Lam and colleagues recently examined whether Australian clinical trial activity in National Health Priority Areas (NHPAs) reflect relative disease burden based upon 2003 estimates (1). They concluded that the proportion of registered Australian arthritis and musculoskeletal diseases trials is about twice as high as expected. We drew the opposite conclusion from our recent investigation, which included review of 191 registered musculoskeletal trials recruiting Australian participants in 2011 or 2012 (132 on the ANZCTR and an additional 59 on the WHO International Clinical Trials Registry)(2).

According to the WHO Global Burden of Disease (GBD) 2010 study, musculoskeletal conditions rank second after cancer (15.3% versus 16.2%), in their relative contribution to total disease burden in Australia (3). We therefore performed a reanalysis of the data presented by Lam et al., using the latest disease burden estimates from the WHO GBD study, which are publicly available as a series of data visualisations (4). Importantly, these estimates are continuously updated as further data become available.

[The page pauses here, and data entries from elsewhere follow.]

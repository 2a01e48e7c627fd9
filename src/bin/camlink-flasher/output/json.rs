use std::collections::BTreeMap;
use std::time::Instant;

use camlink_flasher::{operation::OperationEvent, transport::DeviceSummary};

use crate::output::{
    device_to_value, percent_done, Event, JsonProgressMode, OutputOptions, Reporter,
};

#[derive(serde::Serialize)]
pub struct JsonEvent {
    schema: u32,
    event: &'static str,
    #[serde(flatten)]
    fields: BTreeMap<&'static str, serde_json::Value>,
}

impl JsonEvent {
    pub fn status(event: &'static str) -> Self {
        Self {
            schema: 1,
            event,
            fields: BTreeMap::new(),
        }
    }

    pub fn with_u64(mut self, k: &'static str, v: u64) -> Self {
        self.fields.insert(k, serde_json::Value::from(v));
        self
    }

    pub fn with_str(mut self, k: &'static str, v: &str) -> Self {
        self.fields.insert(k, serde_json::Value::from(v));
        self
    }

    pub fn with_value(mut self, k: &'static str, v: serde_json::Value) -> Self {
        self.fields.insert(k, v);
        self
    }
}

pub struct JsonOutput {
    opts: OutputOptions,
    start: Instant,
    last_percent: Option<u64>,
}

impl JsonOutput {
    pub fn new(opts: OutputOptions) -> Self {
        Self {
            opts,
            start: Instant::now(),
            last_percent: None,
        }
    }

    pub(crate) fn render_event_json(&mut self, ev: JsonEvent) -> String {
        let mut ev = ev;
        if self.opts.json_timestamps {
            ev.fields.insert(
                "t_ms",
                serde_json::Value::from(self.start.elapsed().as_millis() as u64),
            );
        }
        serde_json::to_string(&ev).unwrap_or_else(|_| "{}".to_string())
    }

    fn json_event(&mut self, ev: JsonEvent) {
        println!("{}", self.render_event_json(ev));
    }

    fn error_event(&mut self, code: i32, msg: &str) {
        self.json_event(
            JsonEvent::status("error")
                .with_u64("code", code as u64)
                .with_str("message", msg),
        );

        if self.opts.verbose {
            eprintln!("error: {msg}");
        }
    }

    fn emit_operation(&mut self, ev: OperationEvent) {
        match &ev {
            OperationEvent::DumpStart { .. }
            | OperationEvent::EraseStart { .. }
            | OperationEvent::ProgramStart { .. } => {
                self.last_percent = None;
            }
            OperationEvent::ChunkRead {
                addr,
                start,
                length,
            }
            | OperationEvent::SectorErased {
                addr,
                start,
                length,
            }
            | OperationEvent::ChunkWritten {
                addr,
                start,
                length,
            } => match self.opts.json_progress {
                JsonProgressMode::Blocks => {}
                JsonProgressMode::None => return,
                JsonProgressMode::Percent => {
                    let percent = percent_done(*addr, *start, *length);
                    let should_emit = percent == 100
                        || self.last_percent.map(|p| p != percent).unwrap_or(true);
                    if !should_emit {
                        return;
                    }
                    self.last_percent = Some(percent);
                }
            },
            OperationEvent::BootMagicCleared => {}
        }

        self.json_event(operation_event_to_json(ev));
    }
}

impl Reporter for JsonOutput {
    fn emit(&mut self, event: Event) {
        match event {
            Event::Operation(ev) => self.emit_operation(ev),
            Event::ListDevices(devices) => self.json_event(list_to_json(&devices)),
            Event::Error { code, message } => self.error_event(code, &message),
        }
    }

    fn finish(&mut self) {}
}

pub fn list_to_json(devices: &[DeviceSummary]) -> JsonEvent {
    JsonEvent::status("list")
        .with_u64("count", devices.len() as u64)
        .with_value(
            "devices",
            serde_json::Value::Array(
                devices
                    .iter()
                    .enumerate()
                    .map(|(i, d)| device_to_value(i, d))
                    .collect(),
            ),
        )
}

pub fn operation_event_to_json(ev: OperationEvent) -> JsonEvent {
    match ev {
        OperationEvent::DumpStart { start, length } => JsonEvent::status("dump_start")
            .with_u64("start", u64::from(start))
            .with_u64("length", length),
        OperationEvent::ChunkRead {
            addr,
            start,
            length,
        } => JsonEvent::status("chunk_read")
            .with_u64("addr", u64::from(addr))
            .with_u64("percent", percent_done(addr, start, length)),
        OperationEvent::EraseStart { start, length } => JsonEvent::status("erase_start")
            .with_u64("start", u64::from(start))
            .with_u64("length", length),
        OperationEvent::SectorErased {
            addr,
            start,
            length,
        } => JsonEvent::status("sector_erased")
            .with_u64("addr", u64::from(addr))
            .with_u64("percent", percent_done(addr, start, length)),
        OperationEvent::ProgramStart { start, length } => JsonEvent::status("program_start")
            .with_u64("start", u64::from(start))
            .with_u64("length", length),
        OperationEvent::ChunkWritten {
            addr,
            start,
            length,
        } => JsonEvent::status("chunk_written")
            .with_u64("addr", u64::from(addr))
            .with_u64("percent", percent_done(addr, start, length)),
        OperationEvent::BootMagicCleared => JsonEvent::status("boot_magic_cleared"),
    }
}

The reanalysis changes the conclusions for three NHPAs. While cancer trials now match disease burden (16.9% of trials; 16.5% disease burden (% total DALYs) according to GBD2010 vs 19.0% AIHW 2003) and diabetes trials more than twice exceed expected numbers (5.5% of trials; 2.3% disease burden GBD2010 vs 5.5% AIHW 2003), the proportion of registered arthritis and musculoskeletal trials is now about half that expected based upon their relative disease burden (8% of trials; 14.7% disease burden GBD2010 vs 4.0% AIHW 2003), indicating a significant (and growing) area of need. The recently established Australia & New Zealand Musculoskeletal (ANZMUSC) Clinical Trials Network aims to address this gap by facilitating high quality collaborative clinical trials focused upon optimising musculoskeletal health.


References

1. Lam J, Lord SJ, Hunter KE, et al. Australian clinical trial activity and burden of disease: an analysis of registered trials in National Health Priority Areas. Med J Aust 2015; 203: 97-102.

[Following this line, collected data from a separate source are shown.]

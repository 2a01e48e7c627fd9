use std::time::Duration;

pub const VID: u16 = 0x04B4;
pub const PID: u16 = 0x4720;

/// 8-byte identity returned by the exploration firmware.
pub const FIRMWARE_ID: [u8; 8] = *b"CAMLINK\0";

pub const FLASH_SIZE: u32 = 4_194_304;
pub const CHUNK_SIZE: usize = 4096;
pub const SECTOR_SIZE: u32 = 65_536;

/// The boot magic lives in the first two bytes of this block.
pub const BOOT_BLOCK_LEN: usize = 256;
pub const BOOT_MAGIC_LEN: usize = 2;

// Vendor request codes. Erase and busy-poll share 0xC4: the busy flag is the
// IN direction, erase is OUT with value=1.
pub const REQ_FIRMWARE_ID: u8 = 0xB0;
pub const REQ_FLASH_WRITE: u8 = 0xC2;
pub const REQ_FLASH_READ: u8 = 0xC3;
pub const REQ_FLASH_STATUS: u8 = 0xC4;

pub const ERASE_VALUE: u16 = 1;

/// Read/write requests carry the flash address in the 16-bit index field,
/// scaled down by 256.
pub const ADDRESS_SHIFT: u32 = 256;

/// Timeout for every control transfer.
pub const REQUEST_TIMEOUT: Duration = Duration::from_millis(3000);
/// Logging is opt-in: stdout stays clean for `--json` event streams, and
/// tracing-subscriber writes to stderr. `RUST_LOG` supplies the filter;
/// `CAMLINK_FLASHER_LOG` turns logging on at `info` without one.
pub fn init_tracing() {
    let filter = match std::env::var("RUST_LOG") {
        Ok(spec) if !spec.trim().is_empty() => spec,
        _ => {
            if std::env::var_os("CAMLINK_FLASHER_LOG").is_none() {
                return;
            }
            "info".to_string()
        }
    };

    let _ = tracing_subscriber::fmt()
        .with_env_filter(filter)
        .with_target(true)
        .with_writer(std::io::stderr)
        .try_init();
}
use camlink_flasher::{api, camlink};

use crate::cli;
use crate::exit_codes;
use crate::output::{Event, Reporter};

pub fn run(args: cli::EraseArgs, out: &mut dyn Reporter) -> i32 {
    let opts = super::device_options(&args.device);

    let driver = match api::open_driver(&opts) {
        Ok(d) => d,
        Err(e) => return super::report_error(out, &e),
    };

    let length = args.length.unwrap_or(u64::from(camlink::SECTOR_SIZE));
    let r = api::erase_range(&driver, args.start, length, |ev| {
        out.emit(Event::Operation(ev))
    });

    match r {
        Ok(()) => exit_codes::EXIT_OK,
        Err(e) => super::report_error(out, &e),
    }
}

2. Bourne AM, Whittle SL, Richards BL, Maher CG, Buchbinder R. The scope, funding and publication of musculoskeletal clinical trials performed in Australia. Med J Aust 2014; 200: 88-91.

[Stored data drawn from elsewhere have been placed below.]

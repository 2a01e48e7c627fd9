use camlink_flasher::api;

use crate::cli;
use crate::exit_codes;
use crate::output::{Event, Reporter};

pub fn run(args: cli::BootloaderArgs, out: &mut dyn Reporter) -> i32 {
    let opts = super::device_options(&args.device);

    let driver = match api::open_driver(&opts) {
        Ok(d) => d,
        Err(e) => return super::report_error(out, &e),
    };

    match api::clear_boot_magic(&driver, |ev| out.emit(Event::Operation(ev))) {
        Ok(()) => exit_codes::EXIT_OK,
        Err(e) => super::report_error(out, &e),
    }
}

3. Murray CJ, Vos T, Lozano R, et al. Disability-adjusted life years (DALYs) for 291 diseases and injuries in 21 regions, 1990-2010: a systematic analysis for the Global Burden of Disease Study 2010. Lancet 2012; 380: 2197-2223.

4. GBD 2010 Country Collaboration. GBD 2010 country results: a global public good. Lancet 2013; 381: 965–968.

Competing Interests: No relevant disclosures

Prof Rachelle Buchbinder
Monash University and Cabrini Institute

access_time 02:44, 14 September 2015
Sarah J Lord

We welcome Buchbinder and colleagues' reanalysis of Australian clinical trial activity for musculoskeletal conditions using updated estimates of relative burden of disease from the Global Burden of Disease (GBD) study. Using the Australian Institute of Health and Welfare (AIHW) 2007 burden of disease estimates, we found musculoskeletal trial activity did not fall outside our pre-specified boundaries of less than 50% or more than 200% of expected values for trial number or planned recruitment (1). Using the GBD 2010 estimates, musculoskeletal trial activity is 54% of expected for trial number and below 50% of expected for planned recruitment, ranking close to obesity and dementia as an area of need, with important implications for assigning research priorities as discussed by Buchbinder and colleagues. The GBD 2010 estimates also indicate the relative disease burden from obesity and dementia has increased over the last decade further supporting our original study conclusions for these conditions.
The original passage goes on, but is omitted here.